To me, one of the most substantial arguments against perpetual growth is this latter one: Look what it does to us spiritually. Are we really better off in our souls for the ways we have industrialized? Does it make us more purposeful? Does it make us more compassionate, or generous, or wise? Does the world seem to be improving as it clambers toward the lifestyle of the glitzy, wealthy, wasteful global North, particularly in the fashion of the Western world?
If the arc of industrialized capitalism has been an experiment, here's what the results seem to be:
The increase in productivity is a powerful engine -- which must be controlled.

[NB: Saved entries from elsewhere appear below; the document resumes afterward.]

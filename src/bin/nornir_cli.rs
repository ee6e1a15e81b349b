//! Thin CLI wrapper around the registration/assembly library (spec §1
//! "Deliberately out of scope": the wrapper itself carries no
//! algorithmic logic, only argument parsing, logging setup, and exit
//! codes per spec §6).

use std::path::PathBuf;
use std::process::ExitCode;

use clap::{Parser, Subcommand};
use log::{error, info};

use nornir_imageregistration::align::{self, AlignmentOptions};
use nornir_imageregistration::context::RuntimeContext;
use nornir_imageregistration::raster::io;
use nornir_imageregistration::stos::{self, StosPair};
use nornir_imageregistration::transform::AnyTransform;
use nornir_imageregistration::workers::Workers;

#[derive(Parser, Debug)]
#[command(author, version, about = "Phase-correlation image registration and mosaic assembly")]
struct Args {
    /// Increase logging verbosity (default: warn, -v: info, -vv: debug, -vvv+: trace)
    #[arg(short = 'v', long = "verbose", action = clap::ArgAction::Count, global = true)]
    verbosity: u8,

    #[command(subcommand)]
    command: Command,
}

#[derive(Subcommand, Debug)]
enum Command {
    /// Brute-force slice-to-slice rigid alignment, writing a .stos file.
    Align {
        /// Fixed (target) image path.
        target: PathBuf,
        /// Moving (source) image path.
        source: PathBuf,
        /// Output .stos path.
        #[arg(short = 'o', long)]
        output: PathBuf,
        /// Minimum fractional overlap accepted when picking a peak.
        #[arg(long, default_value_t = 0.5)]
        min_overlap: f64,
        /// Also search a vertically-flipped source.
        #[arg(long)]
        test_flip: bool,
        /// Worker thread count (defaults to the number of CPUs).
        #[arg(long)]
        workers: Option<usize>,
    },
    /// Print the transform line of a .stos file and probe it at the origin.
    Inspect {
        /// .stos file to read.
        path: PathBuf,
    },
}

fn init_logging(verbosity: u8) {
    let level = match verbosity {
        0 => log::LevelFilter::Warn,
        1 => log::LevelFilter::Info,
        2 => log::LevelFilter::Debug,
        _ => log::LevelFilter::Trace,
    };
    env_logger::Builder::from_env(env_logger::Env::default().default_filter_or(level.to_string()))
        .format_timestamp_millis()
        .init();
}

fn run(args: Args) -> nornir_imageregistration::Result<()> {
    match args.command {
        Command::Align { target, source, output, min_overlap, test_flip, workers } => {
            let ctx = RuntimeContext::default();
            let target_raster = io::load(&target, None, Some(&ctx))?;
            let source_raster = io::load(&source, None, Some(&ctx))?;

            let pool = Workers::new(workers.unwrap_or_else(num_cpus::get));
            let options = AlignmentOptions { min_overlap, try_flip: test_flip, ..AlignmentOptions::default() };
            info!("aligning {} onto {}", source.display(), target.display());
            let transform = align::slice_to_slice(&target_raster, &source_raster, options, &pool)?;

            let pair = StosPair {
                source_image_path: source.display().to_string(),
                target_image_path: target.display().to_string(),
                target_mask_path: None,
                source_mask_path: None,
                downsample: 1,
                target_size: (target_raster.width() as u32, target_raster.height() as u32),
                source_size: (source_raster.width() as u32, source_raster.height() as u32),
                transform: AnyTransform::Rigid(transform),
            };
            std::fs::write(&output, stos::write_stos(&pair))
                .map_err(|e| nornir_imageregistration::RegistrationError::io(output.display().to_string(), e))?;
            info!("wrote {}", output.display());
            Ok(())
        }
        Command::Inspect { path } => {
            let text = std::fs::read_to_string(&path)
                .map_err(|e| nornir_imageregistration::RegistrationError::io(path.display().to_string(), e))?;
            let pair = stos::parse_stos(&text)?;
            println!("target: {}", pair.target_image_path);
            println!("source: {}", pair.source_image_path);
            println!("downsample: {}", pair.downsample);
            Ok(())
        }
    }
}

fn main() -> ExitCode {
    let args = Args::parse();
    init_logging(args.verbosity);

    match run(args) {
        Ok(()) => ExitCode::SUCCESS,
        Err(err) => {
            error!("{err}");
            match err {
                nornir_imageregistration::RegistrationError::Io { .. } => ExitCode::from(3),
                nornir_imageregistration::RegistrationError::DegenerateStats(_)
                | nornir_imageregistration::RegistrationError::InsufficientEvidence { .. } => ExitCode::from(4),
                _ => ExitCode::from(2),
            }
        }
    }
}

Increases in material provision are great -- up to a point.
In fact, the more powerful we become, the more we have to become clear, and mature, about limits.
It seems clear to me that the consumption crisis is a spiritual crisis. Many of us have borne its effects for the entirety of our lifetimes, feeling an increasing weight and longing for relief. The spirit is almost endlessly durable, though, and so as people have trudged along, it has become possible to imagine that this is just how life must be, that it's foolish to imagine anything different.
But nature is telling another story. The natural world is giving us the opportunity to navigate the ambiguity in our spirits with clarity.
Nature begins to tell us, in the most concrete terms, that our current ways are not sustainable. There is nothing to indicate that we can expand our rates of consumption through the end of the 21st century without some form of collapse.
It seems to me that it simply has to be, at the very least, entertained that this is the reality: We need to consider that we are complicit in an engine of perpetual growth and then consider the very real evidence that that engine simply cannot continue in the direction it has been going. It is too expensive to our planet, and it is too expensive to our souls. And if we continue to feed that engine, it will soon be stopped by the planet's inherent homeostatic mechanisms -- with increasing systemic shocks, as prelude to very real systemic collapse.
It's clear to me that what we are called to is not just a more sustainable world, but ultimately a more wholesome and nourishing one. There is mounting evidence that this is the case. If you have no idea where to start to think about this, there are entire genres of documentaries about this that you can access through any number of streaming services.
The evidence indicates that if we keep going the way we are going, we are going to crash. The evidence also indicates that if we change course, we will steer toward something better.
Let the supply chain stresses of the pandemic, the car shortage, the baby formula shortage, expand our imagination for the fact that systemic collapse can really happen. Meanwhile, let us listen for the tones of the more beautiful world our hearts know is possible.
Crisis is danger AND opportunity.
I think it's high time for everyone to think seriously about the idea of degrowth.